Single by Sheila

from the album Dans une heure
- B-side: "La Porte En Bois"
- Released: 1967
- Label: Philips Records
- Composer(s): Claude Carrère
- Lyricist(s): Jacques Plante
- Producer(s): Sam Clayton

Sheila singles chronology
| "La Famille" (1967) | "Adiós Amor" (1967) | "Le Kilt" (1967) |

= Adiós Amor (Sheila song) =

"Adiós Amor" is a 1967 hit French-language song by French singer Sheila. It was one of the series of four hit singles in 1967 which made her best-selling artist of the year. Lyrics were by Jacques Plante, music by Claude Carrère and the recording was produced by American Sam Clayton. The song begins "Je ressens de l'amour pour toi."

==Releases==
On the B-side was "La Porte En Bois", a French cover of "Mr. Abercrombie Taught Me" by Murray & G. Aber, fitted to new French lyrics by Claude Carrère.

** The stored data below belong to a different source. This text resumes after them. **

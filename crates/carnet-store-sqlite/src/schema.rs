//! SQL schema for the carnet SQLite store.
//!
//! The schema version lives in `PRAGMA user_version`. There are no
//! migrations: a database stamped with any other non-zero version has its
//! `contact` table dropped and recreated.

/// Version stamped into `PRAGMA user_version` after initialisation.
pub const SCHEMA_VERSION: i32 = 1;

/// Contact table DDL; idempotent thanks to `CREATE TABLE IF NOT EXISTS`.
pub const CREATE_CONTACT: &str = "
CREATE TABLE IF NOT EXISTS contact (
    id        INTEGER PRIMARY KEY AUTOINCREMENT,
    name      TEXT,
    firstname TEXT,
    birthdate TEXT,   -- DD/MM/YYYY as entered
    phone     TEXT,
    email     TEXT UNIQUE,
    gender    TEXT    -- 'F' | 'M' | anything else
);
";

pub const DROP_CONTACT: &str = "DROP TABLE IF EXISTS contact;";
// Copyright 2025 The Ember Authors.
//
// Use of this source code is governed by a BSD 3-clause
// license that can be found in the LICENSE file.

//! Implements the multi-level feedback queue scheduling policy.
//!
//! When the kernel boots with `-o mlfqs`, thread priorities are not set
//! by their owners but recomputed from three inputs, all maintained here
//! in 17.14 fixed-point arithmetic:
//!
//! * `recent_cpu`, a per-thread, exponentially decaying count of the
//!   ticks the thread has spent on the CPU;
//! * `nice`, the per-thread scheduling bias in `[-20, 20]`;
//! * `load_avg`, the system-wide, exponentially decaying count of
//!   runnable threads.
//!
//! Every tick, the running thread's `recent_cpu` grows by one. Every
//! [`PRIORITY_INTERVAL`] ticks, every thread's priority becomes
//! `PRI_MAX - recent_cpu/4 - 2*nice` (rounded, clamped) and the ready
//! list is re-sorted. Once per second `load_avg` is folded toward the
//! current number of runnable threads, and every thread's `recent_cpu`
//! decays by the factor `2*load_avg / (2*load_avg + 1)`.
//!
//! The idle thread is exempt from all of this, and the wakeup thread's
//! priority is pinned at the maximum so the sleep queue is always
//! drained promptly.

use crate::multitasking::cpu_local;
use crate::multitasking::thread::{
    scheduler, sleep, Thread, ThreadState, NICE_MAX, NICE_MIN, PRI_MAX, PRI_MIN, THREADS,
};
use crate::time::TIMER_FREQ;
use alloc::sync::Arc;
use core::sync::atomic::{AtomicBool, Ordering};
use crossbeam::atomic::AtomicCell;
use fixedpoint::Fixed;

/// The number of ticks between full priority recomputations.
///
const PRIORITY_INTERVAL: i64 = 4;

/// Whether the MLFQ policy is in effect. Set once at boot.
///
static ENABLED: AtomicBool = AtomicBool::new(false);

/// The system load average: a decaying average of the number
/// of runnable threads.
///
static LOAD_AVG: AtomicCell<Fixed> = AtomicCell::new(Fixed::ZERO);

/// Configures the policy at boot and zeroes the load average.
///
pub(super) fn init(enabled: bool) {
    ENABLED.store(enabled, Ordering::SeqCst);
    LOAD_AVG.store(Fixed::ZERO);
}

/// Returns whether the MLFQ policy is in effect.
///
pub(super) fn enabled() -> bool {
    ENABLED.load(Ordering::SeqCst)
}

/// Returns the niceness and recent CPU estimate a new thread
/// inherits from its creator. Outside MLFQ mode both are
/// zero.
///
pub(super) fn inherited_state(creator: &Arc<Thread>) -> (i32, Fixed) {
    if enabled() {
        (creator.nice(), creator.recent_cpu())
    } else {
        (0, Fixed::ZERO)
    }
}

/// Computes a thread's priority from its recent CPU estimate
/// and niceness: `PRI_MAX - recent_cpu/4 - 2*nice`, rounded
/// to nearest and clamped to the priority range.
///
fn priority_for(recent_cpu: Fixed, nice: i32) -> i32 {
    (PRI_MAX - (recent_cpu / 4).round() - nice * 2).clamp(PRI_MIN, PRI_MAX)
}

/// Decays a recent CPU estimate one second toward zero and
/// folds in the niceness:
/// `(2*load_avg / (2*load_avg + 1)) * recent_cpu + nice`.
///
/// The `+ 1` is a fixed-point integer addition; the whole
/// coefficient stays in fixed point.
///
fn decay(recent_cpu: Fixed, load_avg: Fixed, nice: i32) -> Fixed {
    let load = load_avg * 2;
    (load / (load + 1)) * recent_cpu + nice
}

/// Recomputes `thread`'s priority. The idle and wakeup
/// threads are exempt: idle never competes for the CPU, and
/// the wakeup thread's priority must stay at the maximum.
///
pub(super) fn update_priority(thread: &Arc<Thread>) {
    if cpu_local::is_idle_thread(thread) || sleep::is_wakeup_thread(thread) {
        return;
    }
    thread
        .priority
        .store(priority_for(thread.recent_cpu(), thread.nice()));
}

/// Folds the current number of runnable threads into the load
/// average: `load_avg = (59/60)*load_avg + (1/60)*ready`.
///
/// The running thread counts as runnable unless it is the
/// idle thread.
///
fn update_load_avg() {
    let mut ready_threads = scheduler::ready_count() as i32;
    if !cpu_local::is_idle_thread(&cpu_local::current_thread()) {
        ready_threads += 1;
    }

    let load_avg = LOAD_AVG.load();
    LOAD_AVG.store(
        (Fixed::from_int(59) / 60) * load_avg + (Fixed::from_int(1) / 60) * ready_threads,
    );
}

/// Decays every thread's recent CPU estimate. The idle thread
/// is exempt.
///
fn update_recent_cpu_for_all() {
    let load_avg = LOAD_AVG.load();
    for thread in THREADS.lock().values() {
        if cpu_local::is_idle_thread(thread) {
            continue;
        }
        thread
            .recent_cpu
            .store(decay(thread.recent_cpu(), load_avg, thread.nice()));
    }
}

/// Recomputes every thread's priority and restores the ready
/// list's descending order.
///
fn update_priority_for_all() {
    for thread in THREADS.lock().values() {
        update_priority(thread);
    }
    scheduler::sort_ready();
}

/// The policy's share of the timer tick. Runs in interrupt
/// context with `running` the interrupted thread.
///
pub(super) fn tick(now: i64, running: &Arc<Thread>) {
    // Charge the running thread for the tick.
    if !cpu_local::is_idle_thread(running) {
        running.recent_cpu.store(running.recent_cpu() + 1);
    }

    // Once per second, refresh the load average and decay
    // every recent CPU estimate.
    if now % TIMER_FREQ == 0 {
        update_load_avg();
        update_recent_cpu_for_all();
    }

    // Refresh every priority, using the fresh estimates when
    // the intervals coincide.
    if now % PRIORITY_INTERVAL == 0 {
        update_priority_for_all();
    }
}

/// Sets the current thread's niceness and recomputes its
/// recent CPU estimate and priority. If the thread no longer
/// has the highest priority, it yields.
///
/// # Panics
///
/// `set_nice` panics if `nice` is out of range.
///
pub fn set_nice(nice: i32) {
    assert!(
        (NICE_MIN..=NICE_MAX).contains(&nice),
        "niceness {} out of range",
        nice
    );

    let thread = super::current();
    thread.nice.store(nice);
    thread
        .recent_cpu
        .store(decay(thread.recent_cpu(), LOAD_AVG.load(), nice));
    update_priority(&thread);

    let preempted = interrupts::without_interrupts(|| {
        thread.status() == ThreadState::Running
            && scheduler::ready_head_priority().map_or(false, |head| head > thread.priority())
    });
    if preempted {
        super::yield_head();
    }
}

/// Returns 100 times the system load average, rounded to the
/// nearest integer.
///
pub fn get_load_avg() -> i32 {
    (LOAD_AVG.load() * 100).round()
}

/// Returns 100 times the current thread's recent CPU
/// estimate, rounded to the nearest integer.
///
pub fn get_recent_cpu() -> i32 {
    (super::current().recent_cpu() * 100).round()
}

An EP version included two more song "Le Jour Le Plus Beau De L'ete" by Kluger and André Salvet, and "Tout Le Monde Aime Danser", a version of the Podell song "Everybody Loves Saturday Night" arranged by Carrère and Plante. It also featured as the title track in the 1969 compilation album Adiós Amor. Sheila recorded an Italian version for the Italian market.